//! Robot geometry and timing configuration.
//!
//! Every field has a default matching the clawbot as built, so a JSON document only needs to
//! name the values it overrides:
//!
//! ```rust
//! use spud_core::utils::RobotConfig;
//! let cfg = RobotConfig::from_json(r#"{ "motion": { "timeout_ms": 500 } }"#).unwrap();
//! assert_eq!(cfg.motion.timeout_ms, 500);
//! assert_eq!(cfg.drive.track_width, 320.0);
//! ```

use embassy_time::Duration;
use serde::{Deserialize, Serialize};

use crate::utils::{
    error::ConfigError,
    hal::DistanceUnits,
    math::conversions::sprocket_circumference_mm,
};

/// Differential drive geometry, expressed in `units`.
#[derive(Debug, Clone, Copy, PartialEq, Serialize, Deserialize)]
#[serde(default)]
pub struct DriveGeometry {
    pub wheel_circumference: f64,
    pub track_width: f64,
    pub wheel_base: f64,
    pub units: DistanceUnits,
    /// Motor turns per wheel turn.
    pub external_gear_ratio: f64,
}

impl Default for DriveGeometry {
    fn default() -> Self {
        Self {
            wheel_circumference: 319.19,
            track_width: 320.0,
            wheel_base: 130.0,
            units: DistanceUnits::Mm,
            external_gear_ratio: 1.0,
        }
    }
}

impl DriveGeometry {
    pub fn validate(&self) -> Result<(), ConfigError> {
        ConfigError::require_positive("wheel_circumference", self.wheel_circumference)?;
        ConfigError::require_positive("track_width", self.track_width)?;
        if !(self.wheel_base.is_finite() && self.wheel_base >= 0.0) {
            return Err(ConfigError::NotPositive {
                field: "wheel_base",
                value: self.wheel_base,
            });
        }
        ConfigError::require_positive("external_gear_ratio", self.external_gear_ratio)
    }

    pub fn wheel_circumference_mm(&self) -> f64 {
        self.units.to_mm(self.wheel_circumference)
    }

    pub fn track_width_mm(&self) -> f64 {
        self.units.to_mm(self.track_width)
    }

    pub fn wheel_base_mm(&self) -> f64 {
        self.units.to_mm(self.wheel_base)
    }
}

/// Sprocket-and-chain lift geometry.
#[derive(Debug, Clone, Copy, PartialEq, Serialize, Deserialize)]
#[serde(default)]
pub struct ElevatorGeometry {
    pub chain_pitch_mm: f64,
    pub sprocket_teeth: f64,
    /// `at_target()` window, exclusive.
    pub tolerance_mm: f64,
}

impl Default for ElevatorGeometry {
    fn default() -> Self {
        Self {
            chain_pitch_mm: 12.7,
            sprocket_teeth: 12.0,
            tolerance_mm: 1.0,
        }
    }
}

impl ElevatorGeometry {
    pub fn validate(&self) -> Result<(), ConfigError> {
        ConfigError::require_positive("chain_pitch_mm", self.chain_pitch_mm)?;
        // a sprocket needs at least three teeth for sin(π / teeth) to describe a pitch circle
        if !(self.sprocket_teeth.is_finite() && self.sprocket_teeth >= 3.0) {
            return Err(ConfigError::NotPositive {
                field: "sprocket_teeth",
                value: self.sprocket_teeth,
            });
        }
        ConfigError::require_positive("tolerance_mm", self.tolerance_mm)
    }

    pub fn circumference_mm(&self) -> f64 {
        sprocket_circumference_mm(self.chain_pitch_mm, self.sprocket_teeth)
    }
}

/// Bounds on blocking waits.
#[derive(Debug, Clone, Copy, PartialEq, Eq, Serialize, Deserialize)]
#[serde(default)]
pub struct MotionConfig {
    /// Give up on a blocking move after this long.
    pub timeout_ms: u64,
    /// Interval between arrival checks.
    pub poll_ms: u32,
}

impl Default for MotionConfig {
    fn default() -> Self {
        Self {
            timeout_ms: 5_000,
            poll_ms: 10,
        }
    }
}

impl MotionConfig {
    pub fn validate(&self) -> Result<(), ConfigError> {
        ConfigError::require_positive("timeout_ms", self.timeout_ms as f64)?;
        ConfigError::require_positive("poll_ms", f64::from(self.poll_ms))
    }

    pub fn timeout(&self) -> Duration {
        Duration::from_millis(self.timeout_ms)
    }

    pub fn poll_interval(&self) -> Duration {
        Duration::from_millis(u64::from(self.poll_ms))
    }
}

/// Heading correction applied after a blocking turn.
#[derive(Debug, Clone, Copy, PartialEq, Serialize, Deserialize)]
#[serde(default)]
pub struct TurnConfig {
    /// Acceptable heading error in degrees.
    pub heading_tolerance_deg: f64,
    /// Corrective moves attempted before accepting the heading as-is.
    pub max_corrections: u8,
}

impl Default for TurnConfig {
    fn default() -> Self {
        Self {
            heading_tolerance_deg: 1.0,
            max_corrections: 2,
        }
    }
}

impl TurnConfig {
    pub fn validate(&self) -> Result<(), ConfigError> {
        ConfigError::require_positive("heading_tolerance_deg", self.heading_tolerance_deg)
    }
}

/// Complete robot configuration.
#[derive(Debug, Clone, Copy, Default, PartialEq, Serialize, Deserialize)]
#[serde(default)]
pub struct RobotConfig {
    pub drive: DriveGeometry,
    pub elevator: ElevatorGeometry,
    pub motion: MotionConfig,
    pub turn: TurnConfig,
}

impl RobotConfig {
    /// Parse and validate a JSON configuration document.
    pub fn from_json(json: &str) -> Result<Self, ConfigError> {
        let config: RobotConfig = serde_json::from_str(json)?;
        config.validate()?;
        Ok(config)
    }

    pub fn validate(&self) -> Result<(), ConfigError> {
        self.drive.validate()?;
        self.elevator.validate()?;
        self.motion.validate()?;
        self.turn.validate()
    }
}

---

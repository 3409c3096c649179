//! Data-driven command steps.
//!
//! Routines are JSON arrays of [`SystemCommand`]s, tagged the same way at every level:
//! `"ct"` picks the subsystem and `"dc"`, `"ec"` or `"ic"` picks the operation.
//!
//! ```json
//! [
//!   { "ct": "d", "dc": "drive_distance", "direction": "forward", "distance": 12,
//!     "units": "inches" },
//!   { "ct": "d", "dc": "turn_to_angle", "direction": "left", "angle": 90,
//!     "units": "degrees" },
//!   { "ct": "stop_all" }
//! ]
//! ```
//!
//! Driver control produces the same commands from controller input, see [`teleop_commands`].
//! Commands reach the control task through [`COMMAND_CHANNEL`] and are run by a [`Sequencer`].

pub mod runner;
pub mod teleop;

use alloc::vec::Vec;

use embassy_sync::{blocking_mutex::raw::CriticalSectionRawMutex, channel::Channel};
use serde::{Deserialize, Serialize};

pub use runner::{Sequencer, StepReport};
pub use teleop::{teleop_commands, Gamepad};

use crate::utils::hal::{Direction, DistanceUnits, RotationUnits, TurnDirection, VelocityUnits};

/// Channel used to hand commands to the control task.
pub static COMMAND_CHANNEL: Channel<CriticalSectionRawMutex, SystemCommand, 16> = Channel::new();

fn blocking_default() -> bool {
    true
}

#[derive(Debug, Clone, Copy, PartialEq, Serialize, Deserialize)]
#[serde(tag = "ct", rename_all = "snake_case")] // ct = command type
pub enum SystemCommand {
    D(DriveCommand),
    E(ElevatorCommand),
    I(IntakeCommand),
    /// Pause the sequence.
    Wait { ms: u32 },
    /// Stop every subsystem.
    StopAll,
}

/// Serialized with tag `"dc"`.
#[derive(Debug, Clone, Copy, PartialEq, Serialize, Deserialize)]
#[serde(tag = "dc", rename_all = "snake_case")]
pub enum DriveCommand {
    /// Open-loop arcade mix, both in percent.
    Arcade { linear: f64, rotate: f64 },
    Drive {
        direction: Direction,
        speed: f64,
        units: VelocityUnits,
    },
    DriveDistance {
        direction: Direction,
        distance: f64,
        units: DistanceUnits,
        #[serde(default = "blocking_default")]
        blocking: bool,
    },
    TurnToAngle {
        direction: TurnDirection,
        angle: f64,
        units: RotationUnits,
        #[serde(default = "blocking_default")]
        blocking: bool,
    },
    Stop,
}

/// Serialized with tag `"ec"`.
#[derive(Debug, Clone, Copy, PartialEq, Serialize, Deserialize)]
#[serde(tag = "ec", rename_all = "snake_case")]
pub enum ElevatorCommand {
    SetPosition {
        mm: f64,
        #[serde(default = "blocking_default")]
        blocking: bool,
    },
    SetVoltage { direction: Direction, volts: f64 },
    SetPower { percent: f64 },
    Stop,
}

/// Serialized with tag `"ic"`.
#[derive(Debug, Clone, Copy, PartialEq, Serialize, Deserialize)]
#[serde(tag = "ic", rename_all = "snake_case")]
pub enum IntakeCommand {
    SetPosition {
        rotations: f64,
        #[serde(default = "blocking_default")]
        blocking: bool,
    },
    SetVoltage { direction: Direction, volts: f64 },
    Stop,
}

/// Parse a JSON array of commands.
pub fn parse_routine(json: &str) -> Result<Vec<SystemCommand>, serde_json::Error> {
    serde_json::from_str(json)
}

--

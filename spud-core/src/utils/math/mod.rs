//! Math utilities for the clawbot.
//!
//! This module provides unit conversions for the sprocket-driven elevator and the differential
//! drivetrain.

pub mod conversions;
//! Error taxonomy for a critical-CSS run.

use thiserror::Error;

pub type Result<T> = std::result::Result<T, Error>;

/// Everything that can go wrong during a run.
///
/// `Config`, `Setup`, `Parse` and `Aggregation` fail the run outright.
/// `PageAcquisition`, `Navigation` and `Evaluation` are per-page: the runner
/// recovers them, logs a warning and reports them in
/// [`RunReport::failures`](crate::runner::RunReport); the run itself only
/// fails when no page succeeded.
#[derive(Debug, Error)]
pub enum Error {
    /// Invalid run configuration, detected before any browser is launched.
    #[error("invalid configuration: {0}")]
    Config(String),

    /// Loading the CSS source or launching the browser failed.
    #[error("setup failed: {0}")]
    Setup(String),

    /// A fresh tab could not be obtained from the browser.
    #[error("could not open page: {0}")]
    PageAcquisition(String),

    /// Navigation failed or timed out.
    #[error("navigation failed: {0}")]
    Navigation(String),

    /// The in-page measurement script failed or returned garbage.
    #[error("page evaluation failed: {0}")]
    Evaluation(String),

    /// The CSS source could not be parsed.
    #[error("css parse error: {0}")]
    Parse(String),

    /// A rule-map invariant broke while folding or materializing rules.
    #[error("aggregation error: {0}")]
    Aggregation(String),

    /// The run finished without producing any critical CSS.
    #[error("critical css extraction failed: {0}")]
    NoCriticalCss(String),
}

- [What you need to do]
Each line above with the string "MotionConfig" should be reported in full.

- [Final answer]
pub struct MotionConfig {
impl Default for MotionConfig {
impl MotionConfig {
    pub motion: MotionConfig,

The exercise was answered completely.